◆ **What is needed**:
Using the data below, determine the number of lines that include the string "await". Write only that number.

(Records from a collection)
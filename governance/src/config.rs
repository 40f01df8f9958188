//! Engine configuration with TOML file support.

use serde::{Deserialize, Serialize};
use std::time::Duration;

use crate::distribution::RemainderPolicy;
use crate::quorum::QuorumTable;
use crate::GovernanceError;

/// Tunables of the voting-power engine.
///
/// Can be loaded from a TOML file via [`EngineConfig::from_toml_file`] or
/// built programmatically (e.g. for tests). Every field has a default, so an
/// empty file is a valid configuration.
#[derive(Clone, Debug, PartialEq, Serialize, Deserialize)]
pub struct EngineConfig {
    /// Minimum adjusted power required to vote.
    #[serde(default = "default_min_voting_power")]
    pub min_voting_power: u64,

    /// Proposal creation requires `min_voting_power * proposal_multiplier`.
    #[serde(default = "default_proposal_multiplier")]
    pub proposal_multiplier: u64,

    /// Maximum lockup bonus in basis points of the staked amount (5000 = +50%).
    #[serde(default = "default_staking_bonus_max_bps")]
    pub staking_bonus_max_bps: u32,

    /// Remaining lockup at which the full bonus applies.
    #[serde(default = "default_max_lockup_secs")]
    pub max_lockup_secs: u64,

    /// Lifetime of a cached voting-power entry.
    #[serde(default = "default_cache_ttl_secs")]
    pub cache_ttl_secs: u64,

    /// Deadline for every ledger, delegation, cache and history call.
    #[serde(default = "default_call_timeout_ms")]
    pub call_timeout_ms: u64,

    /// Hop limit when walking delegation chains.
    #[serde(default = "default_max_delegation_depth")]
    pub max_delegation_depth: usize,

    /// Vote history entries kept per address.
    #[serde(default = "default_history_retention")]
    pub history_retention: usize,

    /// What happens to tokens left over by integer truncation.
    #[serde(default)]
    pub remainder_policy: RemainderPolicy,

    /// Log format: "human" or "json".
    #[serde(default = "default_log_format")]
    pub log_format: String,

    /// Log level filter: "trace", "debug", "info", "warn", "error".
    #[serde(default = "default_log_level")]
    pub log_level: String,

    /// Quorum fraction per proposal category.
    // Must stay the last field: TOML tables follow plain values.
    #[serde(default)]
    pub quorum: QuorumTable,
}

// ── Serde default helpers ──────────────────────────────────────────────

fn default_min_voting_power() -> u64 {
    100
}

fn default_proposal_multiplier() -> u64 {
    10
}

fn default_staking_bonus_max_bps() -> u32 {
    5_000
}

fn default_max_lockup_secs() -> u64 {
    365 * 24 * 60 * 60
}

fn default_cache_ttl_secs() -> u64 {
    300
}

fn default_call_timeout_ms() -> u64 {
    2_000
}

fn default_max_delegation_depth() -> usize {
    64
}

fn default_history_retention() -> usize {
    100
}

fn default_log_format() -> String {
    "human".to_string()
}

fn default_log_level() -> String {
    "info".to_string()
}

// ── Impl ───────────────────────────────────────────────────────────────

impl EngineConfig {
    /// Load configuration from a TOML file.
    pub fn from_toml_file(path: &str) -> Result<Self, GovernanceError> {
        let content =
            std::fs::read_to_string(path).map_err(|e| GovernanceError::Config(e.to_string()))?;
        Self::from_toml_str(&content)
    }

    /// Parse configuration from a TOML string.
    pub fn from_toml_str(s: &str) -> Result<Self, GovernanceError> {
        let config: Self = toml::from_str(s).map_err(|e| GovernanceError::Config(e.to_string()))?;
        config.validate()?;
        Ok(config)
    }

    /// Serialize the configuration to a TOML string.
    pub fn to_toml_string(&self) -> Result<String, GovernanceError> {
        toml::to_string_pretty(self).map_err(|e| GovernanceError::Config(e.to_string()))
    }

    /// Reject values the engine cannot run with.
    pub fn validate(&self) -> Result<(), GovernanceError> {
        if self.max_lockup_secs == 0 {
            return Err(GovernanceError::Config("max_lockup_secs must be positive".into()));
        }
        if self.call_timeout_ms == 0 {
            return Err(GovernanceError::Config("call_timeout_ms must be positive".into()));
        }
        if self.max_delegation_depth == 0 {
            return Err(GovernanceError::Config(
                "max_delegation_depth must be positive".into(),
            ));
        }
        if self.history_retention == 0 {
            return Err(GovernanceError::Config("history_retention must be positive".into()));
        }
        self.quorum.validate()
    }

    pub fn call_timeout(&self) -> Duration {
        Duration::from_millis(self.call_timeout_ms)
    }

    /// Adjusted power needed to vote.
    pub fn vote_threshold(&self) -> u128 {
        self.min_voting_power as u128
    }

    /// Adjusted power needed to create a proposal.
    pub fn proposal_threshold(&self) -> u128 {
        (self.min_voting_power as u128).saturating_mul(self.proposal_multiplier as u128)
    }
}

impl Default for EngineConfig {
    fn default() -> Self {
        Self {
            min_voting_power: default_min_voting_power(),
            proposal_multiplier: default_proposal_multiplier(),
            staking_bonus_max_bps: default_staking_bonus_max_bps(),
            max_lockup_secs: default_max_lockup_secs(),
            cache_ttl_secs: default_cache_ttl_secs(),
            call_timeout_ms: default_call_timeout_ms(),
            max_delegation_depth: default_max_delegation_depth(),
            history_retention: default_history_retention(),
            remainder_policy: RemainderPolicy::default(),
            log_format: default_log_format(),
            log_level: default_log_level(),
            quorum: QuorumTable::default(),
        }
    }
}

* * *

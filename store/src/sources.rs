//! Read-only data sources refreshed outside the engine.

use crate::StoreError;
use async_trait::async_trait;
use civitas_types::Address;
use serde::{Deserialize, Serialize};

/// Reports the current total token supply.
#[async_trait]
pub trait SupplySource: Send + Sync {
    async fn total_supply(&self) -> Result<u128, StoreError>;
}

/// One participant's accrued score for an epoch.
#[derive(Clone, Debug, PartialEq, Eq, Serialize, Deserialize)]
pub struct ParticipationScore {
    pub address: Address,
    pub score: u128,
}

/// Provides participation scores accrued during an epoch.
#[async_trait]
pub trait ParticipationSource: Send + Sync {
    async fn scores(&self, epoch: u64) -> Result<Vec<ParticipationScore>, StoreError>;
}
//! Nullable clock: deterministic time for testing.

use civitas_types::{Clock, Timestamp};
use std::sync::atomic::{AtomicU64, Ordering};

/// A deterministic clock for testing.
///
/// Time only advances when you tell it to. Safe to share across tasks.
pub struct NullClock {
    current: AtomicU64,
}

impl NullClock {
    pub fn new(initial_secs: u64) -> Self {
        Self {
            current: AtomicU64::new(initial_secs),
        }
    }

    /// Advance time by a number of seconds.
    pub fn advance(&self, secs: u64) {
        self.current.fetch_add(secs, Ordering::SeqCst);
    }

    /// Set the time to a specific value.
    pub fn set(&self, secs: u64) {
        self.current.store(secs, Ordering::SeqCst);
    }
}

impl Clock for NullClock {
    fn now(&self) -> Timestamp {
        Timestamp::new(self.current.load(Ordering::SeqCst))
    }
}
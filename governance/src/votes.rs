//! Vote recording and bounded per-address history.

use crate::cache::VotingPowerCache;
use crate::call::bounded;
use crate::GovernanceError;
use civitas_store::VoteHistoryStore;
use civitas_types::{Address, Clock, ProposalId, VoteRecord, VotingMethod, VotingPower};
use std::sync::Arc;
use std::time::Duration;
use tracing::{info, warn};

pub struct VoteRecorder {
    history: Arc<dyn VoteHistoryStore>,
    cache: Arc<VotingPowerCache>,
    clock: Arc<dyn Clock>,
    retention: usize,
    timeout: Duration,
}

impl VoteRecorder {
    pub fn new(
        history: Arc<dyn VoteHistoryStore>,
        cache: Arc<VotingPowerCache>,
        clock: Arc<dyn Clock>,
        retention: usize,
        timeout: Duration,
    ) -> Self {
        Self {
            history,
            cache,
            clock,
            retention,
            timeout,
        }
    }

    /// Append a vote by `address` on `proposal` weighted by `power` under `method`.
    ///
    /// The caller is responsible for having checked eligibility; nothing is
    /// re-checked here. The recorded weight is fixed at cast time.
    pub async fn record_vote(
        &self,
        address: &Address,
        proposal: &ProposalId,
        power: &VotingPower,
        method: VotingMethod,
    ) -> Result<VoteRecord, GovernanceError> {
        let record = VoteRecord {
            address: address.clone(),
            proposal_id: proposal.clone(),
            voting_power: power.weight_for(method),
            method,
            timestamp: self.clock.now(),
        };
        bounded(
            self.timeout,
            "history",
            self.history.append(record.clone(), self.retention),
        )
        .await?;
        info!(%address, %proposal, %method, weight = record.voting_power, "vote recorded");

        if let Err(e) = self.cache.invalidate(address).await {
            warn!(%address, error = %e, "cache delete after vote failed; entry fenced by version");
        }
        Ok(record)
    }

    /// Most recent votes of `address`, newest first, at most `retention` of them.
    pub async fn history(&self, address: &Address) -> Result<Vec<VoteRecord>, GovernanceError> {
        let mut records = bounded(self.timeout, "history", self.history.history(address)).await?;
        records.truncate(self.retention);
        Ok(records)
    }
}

* * *

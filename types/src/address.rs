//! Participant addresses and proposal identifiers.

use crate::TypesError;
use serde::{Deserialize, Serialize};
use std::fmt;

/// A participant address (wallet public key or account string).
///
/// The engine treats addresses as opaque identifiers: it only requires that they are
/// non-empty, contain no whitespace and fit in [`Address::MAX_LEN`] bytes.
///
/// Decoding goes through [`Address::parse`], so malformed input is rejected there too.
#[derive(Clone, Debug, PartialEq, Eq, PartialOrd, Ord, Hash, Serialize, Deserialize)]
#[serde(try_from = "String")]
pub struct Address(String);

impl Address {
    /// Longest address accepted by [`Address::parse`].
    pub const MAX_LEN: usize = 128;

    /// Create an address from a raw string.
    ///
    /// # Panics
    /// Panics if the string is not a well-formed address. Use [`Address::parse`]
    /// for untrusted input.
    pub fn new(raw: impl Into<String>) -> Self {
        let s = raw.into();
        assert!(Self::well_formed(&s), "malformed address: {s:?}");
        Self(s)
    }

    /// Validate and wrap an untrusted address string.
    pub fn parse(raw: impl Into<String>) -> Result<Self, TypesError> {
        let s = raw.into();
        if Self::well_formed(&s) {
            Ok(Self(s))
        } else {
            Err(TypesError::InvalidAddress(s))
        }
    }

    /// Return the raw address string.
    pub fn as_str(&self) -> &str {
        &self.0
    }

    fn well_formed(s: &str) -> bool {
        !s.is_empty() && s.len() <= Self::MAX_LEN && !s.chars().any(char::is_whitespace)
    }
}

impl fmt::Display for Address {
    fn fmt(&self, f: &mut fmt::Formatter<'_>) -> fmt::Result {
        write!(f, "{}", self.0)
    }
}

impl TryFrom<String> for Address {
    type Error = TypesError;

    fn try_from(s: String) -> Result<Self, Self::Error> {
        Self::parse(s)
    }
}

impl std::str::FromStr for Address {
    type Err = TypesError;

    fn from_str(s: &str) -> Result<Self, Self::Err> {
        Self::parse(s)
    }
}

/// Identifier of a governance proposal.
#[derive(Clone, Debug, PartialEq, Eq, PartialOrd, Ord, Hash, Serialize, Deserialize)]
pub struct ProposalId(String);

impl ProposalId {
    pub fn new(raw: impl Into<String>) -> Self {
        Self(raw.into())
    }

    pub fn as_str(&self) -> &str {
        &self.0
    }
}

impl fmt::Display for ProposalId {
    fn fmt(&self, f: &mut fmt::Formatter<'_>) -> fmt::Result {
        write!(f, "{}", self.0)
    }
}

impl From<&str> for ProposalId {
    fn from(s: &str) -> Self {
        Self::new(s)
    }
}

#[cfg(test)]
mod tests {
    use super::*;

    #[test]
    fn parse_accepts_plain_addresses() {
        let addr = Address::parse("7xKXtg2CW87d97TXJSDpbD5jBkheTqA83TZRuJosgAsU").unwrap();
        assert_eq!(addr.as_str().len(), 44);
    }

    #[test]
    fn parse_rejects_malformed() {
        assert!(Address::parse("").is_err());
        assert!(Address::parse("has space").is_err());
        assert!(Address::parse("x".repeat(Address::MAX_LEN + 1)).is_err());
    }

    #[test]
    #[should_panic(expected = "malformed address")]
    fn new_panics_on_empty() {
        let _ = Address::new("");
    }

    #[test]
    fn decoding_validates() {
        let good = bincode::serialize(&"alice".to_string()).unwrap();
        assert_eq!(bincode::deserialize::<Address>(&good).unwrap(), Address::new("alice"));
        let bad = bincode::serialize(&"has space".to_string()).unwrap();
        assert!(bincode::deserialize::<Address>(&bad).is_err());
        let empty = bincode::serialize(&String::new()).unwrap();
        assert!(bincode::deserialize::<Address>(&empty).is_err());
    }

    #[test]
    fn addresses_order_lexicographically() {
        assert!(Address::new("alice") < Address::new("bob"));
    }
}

◆ **Answer to this task**:
3